> **REQUIRED WORK**: Reply with one number only: the count of lines below that contain the word "AppleWebKit".

Saved data entries:

=== Begin Enclosure ===

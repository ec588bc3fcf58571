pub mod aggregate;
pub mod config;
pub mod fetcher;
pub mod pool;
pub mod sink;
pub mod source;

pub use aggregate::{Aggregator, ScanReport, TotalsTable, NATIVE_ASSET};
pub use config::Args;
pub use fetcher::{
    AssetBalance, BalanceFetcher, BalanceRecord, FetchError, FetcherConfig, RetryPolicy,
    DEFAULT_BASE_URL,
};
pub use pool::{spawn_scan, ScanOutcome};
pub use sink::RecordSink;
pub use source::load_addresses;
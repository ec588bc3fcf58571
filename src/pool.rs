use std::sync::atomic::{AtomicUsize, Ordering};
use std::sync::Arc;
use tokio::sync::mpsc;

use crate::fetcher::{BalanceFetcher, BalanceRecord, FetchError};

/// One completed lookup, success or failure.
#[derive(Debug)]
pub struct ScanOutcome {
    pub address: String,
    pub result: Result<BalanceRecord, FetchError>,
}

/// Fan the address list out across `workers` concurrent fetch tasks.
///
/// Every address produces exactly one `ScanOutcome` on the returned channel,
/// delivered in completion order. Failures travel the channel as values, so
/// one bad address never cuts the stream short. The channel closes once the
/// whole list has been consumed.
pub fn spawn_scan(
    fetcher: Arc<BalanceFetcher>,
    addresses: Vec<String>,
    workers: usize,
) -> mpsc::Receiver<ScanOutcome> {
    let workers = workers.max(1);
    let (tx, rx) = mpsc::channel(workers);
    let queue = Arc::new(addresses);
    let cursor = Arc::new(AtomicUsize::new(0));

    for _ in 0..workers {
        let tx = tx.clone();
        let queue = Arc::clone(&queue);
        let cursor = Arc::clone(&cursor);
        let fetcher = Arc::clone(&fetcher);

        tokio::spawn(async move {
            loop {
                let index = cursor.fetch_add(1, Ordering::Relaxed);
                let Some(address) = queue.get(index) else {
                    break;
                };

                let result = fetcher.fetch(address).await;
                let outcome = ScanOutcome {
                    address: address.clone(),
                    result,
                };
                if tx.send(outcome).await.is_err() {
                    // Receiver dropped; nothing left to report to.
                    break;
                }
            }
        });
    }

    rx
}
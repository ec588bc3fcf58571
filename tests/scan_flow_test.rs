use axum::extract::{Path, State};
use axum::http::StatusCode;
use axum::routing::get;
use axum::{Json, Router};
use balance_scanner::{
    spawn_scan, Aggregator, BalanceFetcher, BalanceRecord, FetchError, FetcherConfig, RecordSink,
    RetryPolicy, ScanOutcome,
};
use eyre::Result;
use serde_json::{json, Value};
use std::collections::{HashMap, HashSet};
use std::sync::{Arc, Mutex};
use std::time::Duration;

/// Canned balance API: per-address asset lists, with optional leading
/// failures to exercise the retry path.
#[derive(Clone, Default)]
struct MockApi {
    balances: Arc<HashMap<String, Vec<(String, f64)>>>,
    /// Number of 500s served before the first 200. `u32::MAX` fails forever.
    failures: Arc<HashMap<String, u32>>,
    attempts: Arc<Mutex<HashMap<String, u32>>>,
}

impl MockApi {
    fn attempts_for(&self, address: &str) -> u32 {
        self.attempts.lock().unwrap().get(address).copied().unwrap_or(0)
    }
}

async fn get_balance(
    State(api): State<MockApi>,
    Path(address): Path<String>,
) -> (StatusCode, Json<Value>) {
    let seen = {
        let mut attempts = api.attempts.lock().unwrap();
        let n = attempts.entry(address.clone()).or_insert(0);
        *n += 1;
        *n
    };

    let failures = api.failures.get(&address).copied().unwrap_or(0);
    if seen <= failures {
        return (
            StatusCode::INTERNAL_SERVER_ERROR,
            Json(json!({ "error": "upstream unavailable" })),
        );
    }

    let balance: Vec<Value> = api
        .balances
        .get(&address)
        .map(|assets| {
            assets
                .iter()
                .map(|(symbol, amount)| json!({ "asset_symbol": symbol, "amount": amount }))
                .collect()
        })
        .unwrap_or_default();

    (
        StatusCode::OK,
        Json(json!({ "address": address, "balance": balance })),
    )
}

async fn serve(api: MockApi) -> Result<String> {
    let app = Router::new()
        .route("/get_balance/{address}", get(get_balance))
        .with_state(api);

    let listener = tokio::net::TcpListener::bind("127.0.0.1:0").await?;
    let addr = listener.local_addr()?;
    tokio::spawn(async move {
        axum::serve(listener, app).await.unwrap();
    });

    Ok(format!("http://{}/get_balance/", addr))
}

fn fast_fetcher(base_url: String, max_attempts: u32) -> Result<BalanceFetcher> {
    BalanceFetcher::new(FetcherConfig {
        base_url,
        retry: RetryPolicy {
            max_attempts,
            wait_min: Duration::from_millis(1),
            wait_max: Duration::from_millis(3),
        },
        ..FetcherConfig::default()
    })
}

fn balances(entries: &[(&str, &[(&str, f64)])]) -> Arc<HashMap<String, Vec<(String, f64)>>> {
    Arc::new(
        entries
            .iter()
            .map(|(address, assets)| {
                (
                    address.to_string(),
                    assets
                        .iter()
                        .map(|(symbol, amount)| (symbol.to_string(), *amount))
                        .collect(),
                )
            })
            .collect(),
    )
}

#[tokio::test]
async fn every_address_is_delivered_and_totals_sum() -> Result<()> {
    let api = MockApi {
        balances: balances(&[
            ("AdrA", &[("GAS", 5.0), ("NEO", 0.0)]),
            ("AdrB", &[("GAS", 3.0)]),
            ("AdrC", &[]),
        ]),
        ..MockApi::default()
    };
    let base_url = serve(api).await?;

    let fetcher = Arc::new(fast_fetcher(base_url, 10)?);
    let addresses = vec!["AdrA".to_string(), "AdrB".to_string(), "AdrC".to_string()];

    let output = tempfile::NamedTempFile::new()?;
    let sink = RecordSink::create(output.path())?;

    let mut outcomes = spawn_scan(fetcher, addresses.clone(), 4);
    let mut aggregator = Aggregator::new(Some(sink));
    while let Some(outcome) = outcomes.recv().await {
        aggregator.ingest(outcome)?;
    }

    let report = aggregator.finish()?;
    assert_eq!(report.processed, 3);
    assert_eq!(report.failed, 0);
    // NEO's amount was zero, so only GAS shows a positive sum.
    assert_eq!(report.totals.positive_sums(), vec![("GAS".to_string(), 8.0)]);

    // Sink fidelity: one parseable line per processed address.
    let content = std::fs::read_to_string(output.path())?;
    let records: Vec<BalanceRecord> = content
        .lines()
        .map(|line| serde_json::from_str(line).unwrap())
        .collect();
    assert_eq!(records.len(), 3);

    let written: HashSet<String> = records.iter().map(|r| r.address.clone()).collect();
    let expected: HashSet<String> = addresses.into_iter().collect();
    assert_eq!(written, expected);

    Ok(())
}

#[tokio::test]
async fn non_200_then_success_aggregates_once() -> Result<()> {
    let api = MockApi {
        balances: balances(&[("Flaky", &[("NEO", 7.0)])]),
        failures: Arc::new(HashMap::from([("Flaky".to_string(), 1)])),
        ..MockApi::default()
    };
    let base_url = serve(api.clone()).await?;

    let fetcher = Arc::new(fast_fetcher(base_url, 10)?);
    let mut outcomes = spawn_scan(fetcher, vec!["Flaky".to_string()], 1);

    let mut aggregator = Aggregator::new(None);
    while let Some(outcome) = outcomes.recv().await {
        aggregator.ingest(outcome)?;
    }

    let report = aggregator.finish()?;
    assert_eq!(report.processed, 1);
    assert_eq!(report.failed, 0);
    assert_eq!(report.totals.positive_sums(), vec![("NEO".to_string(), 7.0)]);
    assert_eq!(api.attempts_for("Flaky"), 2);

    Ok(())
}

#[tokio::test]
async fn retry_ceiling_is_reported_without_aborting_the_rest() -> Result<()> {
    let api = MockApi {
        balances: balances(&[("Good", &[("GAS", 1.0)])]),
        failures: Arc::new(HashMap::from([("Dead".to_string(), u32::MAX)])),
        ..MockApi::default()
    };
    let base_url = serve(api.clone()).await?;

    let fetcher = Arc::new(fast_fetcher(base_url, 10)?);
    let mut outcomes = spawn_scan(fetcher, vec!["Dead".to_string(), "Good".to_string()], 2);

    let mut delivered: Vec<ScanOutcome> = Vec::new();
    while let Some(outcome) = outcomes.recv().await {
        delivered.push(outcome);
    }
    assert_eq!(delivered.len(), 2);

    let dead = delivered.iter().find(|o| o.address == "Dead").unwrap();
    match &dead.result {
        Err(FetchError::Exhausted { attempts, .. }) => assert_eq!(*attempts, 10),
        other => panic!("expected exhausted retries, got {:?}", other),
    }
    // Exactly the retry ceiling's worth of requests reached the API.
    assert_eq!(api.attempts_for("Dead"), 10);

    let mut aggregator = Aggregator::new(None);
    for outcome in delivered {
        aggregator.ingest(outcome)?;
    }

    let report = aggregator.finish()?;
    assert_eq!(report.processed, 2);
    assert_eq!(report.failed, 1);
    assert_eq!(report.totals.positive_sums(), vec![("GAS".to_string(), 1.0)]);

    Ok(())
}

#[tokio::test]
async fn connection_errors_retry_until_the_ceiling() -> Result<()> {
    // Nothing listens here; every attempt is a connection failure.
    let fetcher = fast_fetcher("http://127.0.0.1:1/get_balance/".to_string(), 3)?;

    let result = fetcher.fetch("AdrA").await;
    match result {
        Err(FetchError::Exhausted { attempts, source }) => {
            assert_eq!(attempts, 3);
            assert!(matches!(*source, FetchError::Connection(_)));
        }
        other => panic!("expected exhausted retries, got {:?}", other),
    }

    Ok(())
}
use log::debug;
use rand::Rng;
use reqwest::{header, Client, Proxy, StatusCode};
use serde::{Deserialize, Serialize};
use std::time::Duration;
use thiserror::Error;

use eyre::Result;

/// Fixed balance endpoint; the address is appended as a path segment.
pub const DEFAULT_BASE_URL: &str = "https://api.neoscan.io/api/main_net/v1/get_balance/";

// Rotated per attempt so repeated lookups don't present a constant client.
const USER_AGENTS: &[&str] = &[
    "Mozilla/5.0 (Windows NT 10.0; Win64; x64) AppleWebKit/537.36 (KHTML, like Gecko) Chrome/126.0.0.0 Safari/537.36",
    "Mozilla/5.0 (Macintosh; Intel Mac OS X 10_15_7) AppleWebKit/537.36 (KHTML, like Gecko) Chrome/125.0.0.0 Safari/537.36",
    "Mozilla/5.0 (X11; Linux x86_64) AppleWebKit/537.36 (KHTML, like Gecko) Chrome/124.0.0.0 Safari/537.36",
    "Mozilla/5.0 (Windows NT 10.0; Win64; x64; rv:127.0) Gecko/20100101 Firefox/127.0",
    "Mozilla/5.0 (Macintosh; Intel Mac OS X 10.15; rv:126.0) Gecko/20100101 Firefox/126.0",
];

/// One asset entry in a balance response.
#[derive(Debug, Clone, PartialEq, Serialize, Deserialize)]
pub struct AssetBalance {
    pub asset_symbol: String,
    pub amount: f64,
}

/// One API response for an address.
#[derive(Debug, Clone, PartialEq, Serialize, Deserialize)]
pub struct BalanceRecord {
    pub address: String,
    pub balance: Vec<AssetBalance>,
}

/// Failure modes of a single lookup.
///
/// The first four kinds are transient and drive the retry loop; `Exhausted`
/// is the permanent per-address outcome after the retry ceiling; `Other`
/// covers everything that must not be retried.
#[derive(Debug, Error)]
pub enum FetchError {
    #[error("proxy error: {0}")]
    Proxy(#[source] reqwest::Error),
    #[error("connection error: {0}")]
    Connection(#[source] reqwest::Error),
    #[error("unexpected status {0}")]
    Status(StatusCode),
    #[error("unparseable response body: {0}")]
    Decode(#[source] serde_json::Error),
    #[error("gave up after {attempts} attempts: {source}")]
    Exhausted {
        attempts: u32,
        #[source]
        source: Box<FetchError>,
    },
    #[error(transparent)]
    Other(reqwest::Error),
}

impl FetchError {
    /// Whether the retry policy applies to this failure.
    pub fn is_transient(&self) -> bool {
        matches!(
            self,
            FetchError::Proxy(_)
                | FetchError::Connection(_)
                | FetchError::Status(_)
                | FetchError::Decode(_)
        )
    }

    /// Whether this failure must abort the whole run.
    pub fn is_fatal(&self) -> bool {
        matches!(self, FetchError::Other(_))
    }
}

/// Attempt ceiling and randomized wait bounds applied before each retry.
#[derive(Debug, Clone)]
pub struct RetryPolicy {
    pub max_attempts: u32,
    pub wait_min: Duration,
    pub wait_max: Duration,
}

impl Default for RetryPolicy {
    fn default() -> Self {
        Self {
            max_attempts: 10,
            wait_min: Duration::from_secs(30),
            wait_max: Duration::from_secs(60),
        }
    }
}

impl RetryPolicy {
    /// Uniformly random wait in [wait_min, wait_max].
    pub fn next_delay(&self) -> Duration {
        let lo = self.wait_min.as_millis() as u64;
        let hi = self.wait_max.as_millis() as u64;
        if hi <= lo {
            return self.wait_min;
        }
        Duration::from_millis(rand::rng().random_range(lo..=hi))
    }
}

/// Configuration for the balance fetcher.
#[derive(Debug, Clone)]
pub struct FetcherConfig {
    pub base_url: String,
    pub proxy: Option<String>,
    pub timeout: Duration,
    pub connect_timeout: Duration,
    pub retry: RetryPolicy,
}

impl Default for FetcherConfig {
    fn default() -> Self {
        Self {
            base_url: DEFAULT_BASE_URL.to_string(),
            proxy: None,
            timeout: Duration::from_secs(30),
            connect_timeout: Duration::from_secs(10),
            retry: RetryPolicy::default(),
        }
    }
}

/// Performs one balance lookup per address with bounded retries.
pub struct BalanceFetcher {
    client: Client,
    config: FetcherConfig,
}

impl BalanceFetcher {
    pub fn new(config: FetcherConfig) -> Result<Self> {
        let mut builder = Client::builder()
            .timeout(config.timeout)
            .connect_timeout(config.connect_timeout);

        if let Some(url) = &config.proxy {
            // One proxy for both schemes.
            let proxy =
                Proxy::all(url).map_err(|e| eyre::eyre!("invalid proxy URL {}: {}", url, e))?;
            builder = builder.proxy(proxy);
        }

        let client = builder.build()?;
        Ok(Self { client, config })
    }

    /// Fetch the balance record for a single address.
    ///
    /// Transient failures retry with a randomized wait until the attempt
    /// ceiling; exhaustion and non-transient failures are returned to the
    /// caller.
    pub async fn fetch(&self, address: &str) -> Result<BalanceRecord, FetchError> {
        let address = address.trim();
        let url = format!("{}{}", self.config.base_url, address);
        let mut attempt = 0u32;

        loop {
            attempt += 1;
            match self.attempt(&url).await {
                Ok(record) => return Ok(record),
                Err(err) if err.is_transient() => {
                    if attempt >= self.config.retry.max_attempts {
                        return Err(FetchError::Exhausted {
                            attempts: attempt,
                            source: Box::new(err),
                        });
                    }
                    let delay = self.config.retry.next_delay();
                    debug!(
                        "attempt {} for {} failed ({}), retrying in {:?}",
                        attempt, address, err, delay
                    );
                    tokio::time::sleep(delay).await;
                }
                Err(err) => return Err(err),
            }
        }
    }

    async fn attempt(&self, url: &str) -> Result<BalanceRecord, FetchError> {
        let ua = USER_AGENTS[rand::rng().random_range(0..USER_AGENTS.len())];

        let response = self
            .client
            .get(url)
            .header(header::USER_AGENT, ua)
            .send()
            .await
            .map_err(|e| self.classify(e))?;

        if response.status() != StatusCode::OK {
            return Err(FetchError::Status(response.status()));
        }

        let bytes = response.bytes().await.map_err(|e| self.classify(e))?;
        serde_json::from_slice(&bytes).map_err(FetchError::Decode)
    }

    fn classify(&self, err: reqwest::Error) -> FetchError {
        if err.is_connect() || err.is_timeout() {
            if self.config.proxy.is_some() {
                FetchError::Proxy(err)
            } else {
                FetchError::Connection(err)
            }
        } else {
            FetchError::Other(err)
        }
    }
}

=== End Enclosure ===

> **WRITTEN RESPONSE**: 3